Employers all over the country will soon be hiring summer workers, many of them minors. If you are an employer with jobs that the U.S. Department of Labor (DOL) has listed as hazardous to minors, then take note. One Atlanta employer has learned a hard lesson at the expense of a teenage worker’s life.

The DOL’s Wage and Hour Division has fined Atlanta contractor Demon Demo, Inc., a civil penalty after investigating the death of a teenage worker from a second-floor fall at the company’s Gwinnett Place mall demolition site.

The penalty is the first assessed by the division under the Genetic Information Nondiscrimination Act (GINA), which increased the maximum fine to $50,000 for each child-labor violation that results in the work-related death or serious injury of a minor. Also, the DOL assessed fines totaling $3,162 against the employer because it failed to keep accurate records and allowed the minor to work in an occupation deemed hazardous by the secretary of labor.

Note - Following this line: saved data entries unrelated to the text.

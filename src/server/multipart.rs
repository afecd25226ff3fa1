//! Multipart request bodies

use crate::ingest::{IngestError, UploadBody};
use async_trait::async_trait;
use bytes::Bytes;
use http_body_util::BodyExt;
use hyper::body::Incoming;
use hyper::Request;
use multer::{Constraints, Field, Multipart, SizeLimit};

/// Streams one named file part out of a `multipart/form-data` request.
///
/// Parts before the target are skipped; parts after it are never read.
/// The whole request body, skipped parts and framing included, is bounded
/// by `limit` bytes.
pub struct MultipartUpload {
    multipart: Option<Multipart<'static>>,
    field_name: &'static str,
    field: Option<Field<'static>>,
}

impl MultipartUpload {
    /// Wrap the request body.
    ///
    /// A missing or malformed boundary is reported on [`UploadBody::open`],
    /// after the caller has been authorized.
    pub fn from_request(req: Request<Incoming>, field_name: &'static str, limit: u64) -> Self {
        let boundary = req
            .headers()
            .get(hyper::header::CONTENT_TYPE)
            .and_then(|value| value.to_str().ok())
            .and_then(|value| multer::parse_boundary(value).ok());

        let multipart = boundary.map(|boundary| {
            let constraints =
                Constraints::new().size_limit(SizeLimit::new().whole_stream(limit));
            Multipart::with_constraints(req.into_body().into_data_stream(), boundary, constraints)
        });

        Self {
            multipart,
            field_name,
            field: None,
        }
    }
}

fn read_error(e: multer::Error) -> IngestError {
    match e {
        multer::Error::StreamSizeExceeded { limit } => IngestError::PayloadTooLarge { limit },
        e => {
            tracing::debug!(error = %e, "multipart read failed");
            IngestError::BadInput("Unable to parse multipart form".to_string())
        }
    }
}

#[async_trait]
impl UploadBody for MultipartUpload {
    async fn open(&mut self) -> Result<Option<String>, IngestError> {
        let multipart = self
            .multipart
            .as_mut()
            .ok_or_else(|| IngestError::BadInput("Unable to parse multipart form".to_string()))?;

        while let Some(field) = multipart.next_field().await.map_err(read_error)? {
            if field.name() == Some(self.field_name) {
                let content_type = field.content_type().map(|mime| mime.to_string());
                self.field = Some(field);
                return Ok(content_type);
            }
        }

        Err(IngestError::BadInput(format!(
            "Missing form field '{}'",
            self.field_name
        )))
    }

    async fn chunk(&mut self) -> Result<Option<Bytes>, IngestError> {
        match self.field.as_mut() {
            Some(field) => field.chunk().await.map_err(read_error),
            None => Err(IngestError::Internal("multipart field read before open".into())),
        }
    }
}

#[cfg(test)]
mod tests {
    use super::*;

    #[test]
    fn test_stream_limit_is_payload_too_large() {
        let error = read_error(multer::Error::StreamSizeExceeded { limit: 65536 });
        assert!(matches!(error, IngestError::PayloadTooLarge { limit: 65536 }));
    }

    #[test]
    fn test_truncated_body_is_bad_input() {
        let error = read_error(multer::Error::IncompleteStream);
        assert!(matches!(error, IngestError::BadInput(_)));
        assert_eq!(error.public_message(), "Unable to parse multipart form");
    }
}
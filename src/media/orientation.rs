//! Aspect-ratio classification used to partition storage paths

use std::fmt;

/// Coarse aspect-ratio class of a video
#[derive(Debug, Clone, Copy, PartialEq, Eq, Hash)]
pub enum Orientation {
    /// Roughly 16:9
    Landscape,
    /// Roughly 9:16
    Portrait,
    Other,
}

impl Orientation {
    /// Classify `width / height` against tolerance bands around 16:9 and 9:16.
    ///
    /// A zero height has no ratio and is classified as [`Orientation::Other`].
    pub fn classify(width: u32, height: u32) -> Self {
        if height == 0 {
            tracing::warn!(width, height, "Zero height in stream geometry");
            return Orientation::Other;
        }

        let ratio = f64::from(width) / f64::from(height);
        if ratio > 1.7 && ratio < 1.85 {
            Orientation::Landscape
        } else if ratio > 0.5 && ratio < 0.6 {
            Orientation::Portrait
        } else {
            Orientation::Other
        }
    }

    /// Storage path prefix
    pub fn prefix(&self) -> &'static str {
        match self {
            Orientation::Landscape => "landscape",
            Orientation::Portrait => "portrait",
            Orientation::Other => "other",
        }
    }
}

impl fmt::Display for Orientation {
    fn fmt(&self, f: &mut fmt::Formatter<'_>) -> fmt::Result {
        f.write_str(self.prefix())
    }
}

Certain industries allow individuals under age 18 to perform certain tasks at sites where the primary work activity is dangerous, but the tasks are very specific, and state and federal governments closely monitor compliance. A listing of hazardous occupations for minors is available on the Wage and Hour Division’s website.

The division also cited the company for failing to pay 126 workers overtime compensation as required by the Fair Labor Standards Act (FLSA). The company will pay $108,869 in back wages as a result of the wage violations.